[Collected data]

==========

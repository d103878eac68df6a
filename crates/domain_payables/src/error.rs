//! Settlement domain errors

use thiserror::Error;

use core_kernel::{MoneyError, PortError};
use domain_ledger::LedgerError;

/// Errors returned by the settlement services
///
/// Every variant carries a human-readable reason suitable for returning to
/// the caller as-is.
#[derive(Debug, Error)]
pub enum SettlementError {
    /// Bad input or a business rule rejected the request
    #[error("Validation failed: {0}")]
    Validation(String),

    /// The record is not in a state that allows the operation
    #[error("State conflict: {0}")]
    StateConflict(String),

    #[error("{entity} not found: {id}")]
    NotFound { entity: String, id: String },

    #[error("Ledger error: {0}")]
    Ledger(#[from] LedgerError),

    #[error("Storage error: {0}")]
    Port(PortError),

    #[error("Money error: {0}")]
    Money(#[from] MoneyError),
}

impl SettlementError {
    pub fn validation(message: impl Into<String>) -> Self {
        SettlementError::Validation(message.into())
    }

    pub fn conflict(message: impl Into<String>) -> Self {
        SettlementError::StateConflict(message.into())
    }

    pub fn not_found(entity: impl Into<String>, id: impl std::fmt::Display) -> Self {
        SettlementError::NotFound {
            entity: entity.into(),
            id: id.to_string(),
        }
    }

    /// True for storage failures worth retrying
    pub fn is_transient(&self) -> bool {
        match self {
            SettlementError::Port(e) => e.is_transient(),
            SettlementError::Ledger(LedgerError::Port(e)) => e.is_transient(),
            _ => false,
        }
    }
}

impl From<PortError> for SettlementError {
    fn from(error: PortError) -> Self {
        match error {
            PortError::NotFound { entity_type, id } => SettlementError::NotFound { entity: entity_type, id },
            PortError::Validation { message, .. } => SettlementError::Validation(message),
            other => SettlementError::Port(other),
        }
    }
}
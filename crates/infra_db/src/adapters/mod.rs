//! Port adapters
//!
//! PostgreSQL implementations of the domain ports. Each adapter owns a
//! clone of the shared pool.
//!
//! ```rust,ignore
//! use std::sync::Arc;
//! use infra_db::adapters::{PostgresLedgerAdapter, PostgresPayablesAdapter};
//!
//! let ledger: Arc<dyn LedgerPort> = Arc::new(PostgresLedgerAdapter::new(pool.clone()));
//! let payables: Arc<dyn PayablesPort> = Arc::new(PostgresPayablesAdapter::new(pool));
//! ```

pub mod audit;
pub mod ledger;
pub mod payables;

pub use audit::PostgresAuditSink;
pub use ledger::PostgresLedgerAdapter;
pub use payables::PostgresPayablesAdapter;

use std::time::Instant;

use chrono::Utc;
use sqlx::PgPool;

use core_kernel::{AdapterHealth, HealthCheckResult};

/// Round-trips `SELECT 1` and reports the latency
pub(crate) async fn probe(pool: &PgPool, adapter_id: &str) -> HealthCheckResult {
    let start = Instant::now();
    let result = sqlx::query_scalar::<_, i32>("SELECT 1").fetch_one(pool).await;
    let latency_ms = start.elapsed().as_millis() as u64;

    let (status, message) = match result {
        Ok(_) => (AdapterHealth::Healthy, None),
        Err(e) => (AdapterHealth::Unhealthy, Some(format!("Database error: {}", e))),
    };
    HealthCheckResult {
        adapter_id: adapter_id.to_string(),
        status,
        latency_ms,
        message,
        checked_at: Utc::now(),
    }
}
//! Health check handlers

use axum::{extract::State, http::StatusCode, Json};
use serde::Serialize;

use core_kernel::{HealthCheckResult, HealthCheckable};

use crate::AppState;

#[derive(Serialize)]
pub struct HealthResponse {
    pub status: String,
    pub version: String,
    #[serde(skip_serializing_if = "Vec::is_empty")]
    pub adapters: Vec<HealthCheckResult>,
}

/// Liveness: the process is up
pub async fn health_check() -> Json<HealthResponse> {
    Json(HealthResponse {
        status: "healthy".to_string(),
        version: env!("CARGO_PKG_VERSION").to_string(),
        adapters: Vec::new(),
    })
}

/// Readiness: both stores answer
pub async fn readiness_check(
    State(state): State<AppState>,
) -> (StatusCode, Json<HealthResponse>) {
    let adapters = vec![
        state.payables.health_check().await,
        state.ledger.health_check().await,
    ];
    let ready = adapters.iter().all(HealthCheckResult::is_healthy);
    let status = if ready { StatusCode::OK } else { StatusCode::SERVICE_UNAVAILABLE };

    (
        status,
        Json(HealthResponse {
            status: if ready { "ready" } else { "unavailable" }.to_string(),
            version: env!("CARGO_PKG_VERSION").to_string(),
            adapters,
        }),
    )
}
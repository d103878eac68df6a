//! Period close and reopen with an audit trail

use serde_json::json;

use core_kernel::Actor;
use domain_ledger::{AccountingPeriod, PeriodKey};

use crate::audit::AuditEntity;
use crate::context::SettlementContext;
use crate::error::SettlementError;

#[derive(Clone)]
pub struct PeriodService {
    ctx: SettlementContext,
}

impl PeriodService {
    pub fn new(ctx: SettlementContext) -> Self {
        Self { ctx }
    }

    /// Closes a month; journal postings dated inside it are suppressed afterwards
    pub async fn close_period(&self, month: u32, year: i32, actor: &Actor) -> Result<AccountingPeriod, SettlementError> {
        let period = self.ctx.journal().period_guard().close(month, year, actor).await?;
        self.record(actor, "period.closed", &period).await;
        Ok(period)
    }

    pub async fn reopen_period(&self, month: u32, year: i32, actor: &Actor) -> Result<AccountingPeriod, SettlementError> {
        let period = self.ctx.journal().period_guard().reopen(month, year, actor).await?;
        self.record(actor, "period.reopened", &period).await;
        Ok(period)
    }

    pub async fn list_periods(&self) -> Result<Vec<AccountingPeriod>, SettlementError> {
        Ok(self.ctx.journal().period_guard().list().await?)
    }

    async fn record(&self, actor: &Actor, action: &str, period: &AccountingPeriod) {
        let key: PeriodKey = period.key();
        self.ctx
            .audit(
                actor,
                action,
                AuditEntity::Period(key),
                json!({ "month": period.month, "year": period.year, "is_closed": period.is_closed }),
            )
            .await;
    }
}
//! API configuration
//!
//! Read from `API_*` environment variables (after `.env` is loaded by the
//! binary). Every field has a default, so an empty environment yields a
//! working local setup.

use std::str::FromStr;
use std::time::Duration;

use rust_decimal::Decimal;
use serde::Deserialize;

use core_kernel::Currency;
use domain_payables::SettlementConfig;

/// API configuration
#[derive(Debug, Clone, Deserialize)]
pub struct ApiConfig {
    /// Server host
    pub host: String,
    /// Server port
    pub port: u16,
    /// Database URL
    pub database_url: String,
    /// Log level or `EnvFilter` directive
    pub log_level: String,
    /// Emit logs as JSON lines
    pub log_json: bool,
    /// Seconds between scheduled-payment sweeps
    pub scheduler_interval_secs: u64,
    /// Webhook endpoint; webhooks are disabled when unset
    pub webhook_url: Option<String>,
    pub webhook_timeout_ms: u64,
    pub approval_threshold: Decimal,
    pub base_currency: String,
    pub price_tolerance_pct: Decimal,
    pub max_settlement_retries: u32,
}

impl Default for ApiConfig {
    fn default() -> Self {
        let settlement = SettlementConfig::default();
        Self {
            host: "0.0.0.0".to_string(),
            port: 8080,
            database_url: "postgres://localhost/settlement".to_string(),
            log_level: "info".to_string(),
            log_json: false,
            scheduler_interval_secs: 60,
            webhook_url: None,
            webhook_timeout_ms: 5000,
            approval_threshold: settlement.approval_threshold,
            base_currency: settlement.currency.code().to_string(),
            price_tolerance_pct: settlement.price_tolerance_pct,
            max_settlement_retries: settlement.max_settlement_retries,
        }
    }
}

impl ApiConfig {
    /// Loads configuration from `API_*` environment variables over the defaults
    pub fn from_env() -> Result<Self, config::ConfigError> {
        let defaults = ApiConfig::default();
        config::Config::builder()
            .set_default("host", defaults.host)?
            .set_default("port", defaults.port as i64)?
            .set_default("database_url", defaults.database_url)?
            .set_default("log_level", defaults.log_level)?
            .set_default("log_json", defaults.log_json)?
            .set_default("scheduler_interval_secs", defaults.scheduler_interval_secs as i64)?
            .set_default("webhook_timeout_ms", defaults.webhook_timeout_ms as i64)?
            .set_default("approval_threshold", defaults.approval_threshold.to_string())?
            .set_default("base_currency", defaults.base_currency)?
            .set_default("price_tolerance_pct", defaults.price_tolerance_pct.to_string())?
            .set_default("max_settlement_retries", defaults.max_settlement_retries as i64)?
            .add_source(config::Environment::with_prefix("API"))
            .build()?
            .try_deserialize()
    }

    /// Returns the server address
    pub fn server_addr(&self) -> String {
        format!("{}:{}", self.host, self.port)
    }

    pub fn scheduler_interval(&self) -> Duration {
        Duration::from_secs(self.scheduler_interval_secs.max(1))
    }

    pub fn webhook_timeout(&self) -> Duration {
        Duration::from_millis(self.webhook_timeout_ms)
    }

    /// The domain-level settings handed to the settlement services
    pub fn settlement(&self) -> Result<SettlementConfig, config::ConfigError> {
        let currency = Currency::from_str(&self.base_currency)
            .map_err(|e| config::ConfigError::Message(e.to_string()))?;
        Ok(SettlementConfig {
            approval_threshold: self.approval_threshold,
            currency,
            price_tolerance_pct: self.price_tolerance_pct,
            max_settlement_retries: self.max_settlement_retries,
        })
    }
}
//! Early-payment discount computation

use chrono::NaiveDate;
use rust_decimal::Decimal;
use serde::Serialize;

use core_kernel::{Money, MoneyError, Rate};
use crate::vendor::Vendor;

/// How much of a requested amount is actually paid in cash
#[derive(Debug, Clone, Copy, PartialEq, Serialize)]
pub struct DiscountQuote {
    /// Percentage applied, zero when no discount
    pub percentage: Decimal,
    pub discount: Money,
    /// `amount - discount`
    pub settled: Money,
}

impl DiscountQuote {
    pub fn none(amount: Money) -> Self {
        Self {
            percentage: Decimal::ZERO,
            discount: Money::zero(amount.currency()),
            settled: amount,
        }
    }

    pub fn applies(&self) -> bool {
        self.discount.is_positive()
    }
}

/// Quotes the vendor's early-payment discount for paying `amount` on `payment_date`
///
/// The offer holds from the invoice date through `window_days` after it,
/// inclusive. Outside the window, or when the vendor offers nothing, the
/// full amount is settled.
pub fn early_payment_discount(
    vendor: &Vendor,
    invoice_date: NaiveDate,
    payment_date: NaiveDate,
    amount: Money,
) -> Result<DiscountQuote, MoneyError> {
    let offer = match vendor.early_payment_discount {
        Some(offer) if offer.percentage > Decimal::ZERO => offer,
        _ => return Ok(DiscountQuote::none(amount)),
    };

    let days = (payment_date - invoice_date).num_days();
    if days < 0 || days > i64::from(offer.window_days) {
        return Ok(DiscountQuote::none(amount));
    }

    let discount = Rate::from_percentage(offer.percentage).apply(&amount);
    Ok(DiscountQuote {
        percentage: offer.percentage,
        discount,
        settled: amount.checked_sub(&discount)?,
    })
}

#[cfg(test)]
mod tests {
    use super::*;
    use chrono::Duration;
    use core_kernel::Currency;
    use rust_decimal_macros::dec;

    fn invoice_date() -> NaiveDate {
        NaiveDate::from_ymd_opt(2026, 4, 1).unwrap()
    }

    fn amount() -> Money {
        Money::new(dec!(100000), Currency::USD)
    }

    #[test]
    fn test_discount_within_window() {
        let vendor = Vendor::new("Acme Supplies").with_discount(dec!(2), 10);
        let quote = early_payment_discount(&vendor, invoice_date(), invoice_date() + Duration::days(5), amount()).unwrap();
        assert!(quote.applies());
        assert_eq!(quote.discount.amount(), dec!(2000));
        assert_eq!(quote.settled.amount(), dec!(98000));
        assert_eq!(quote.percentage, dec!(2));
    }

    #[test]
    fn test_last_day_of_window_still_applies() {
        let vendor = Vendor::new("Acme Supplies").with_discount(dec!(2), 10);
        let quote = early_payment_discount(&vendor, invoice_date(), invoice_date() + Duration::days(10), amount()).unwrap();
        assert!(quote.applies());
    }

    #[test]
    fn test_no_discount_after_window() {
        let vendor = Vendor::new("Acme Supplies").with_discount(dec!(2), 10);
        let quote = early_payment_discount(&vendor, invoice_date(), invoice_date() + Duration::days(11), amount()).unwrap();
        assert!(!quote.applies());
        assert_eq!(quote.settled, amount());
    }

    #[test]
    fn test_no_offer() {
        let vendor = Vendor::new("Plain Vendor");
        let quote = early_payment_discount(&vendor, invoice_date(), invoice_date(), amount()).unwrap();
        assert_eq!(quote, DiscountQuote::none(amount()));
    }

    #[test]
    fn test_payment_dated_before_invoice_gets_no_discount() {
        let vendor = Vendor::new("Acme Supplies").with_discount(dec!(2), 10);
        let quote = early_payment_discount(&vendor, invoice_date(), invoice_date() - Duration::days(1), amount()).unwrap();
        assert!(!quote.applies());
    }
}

==========

### EXERCISE DIRECTIONS
Figure out how many lines above hold "PeriodService", then give that number alone.

### REPLY TO THE TASK
2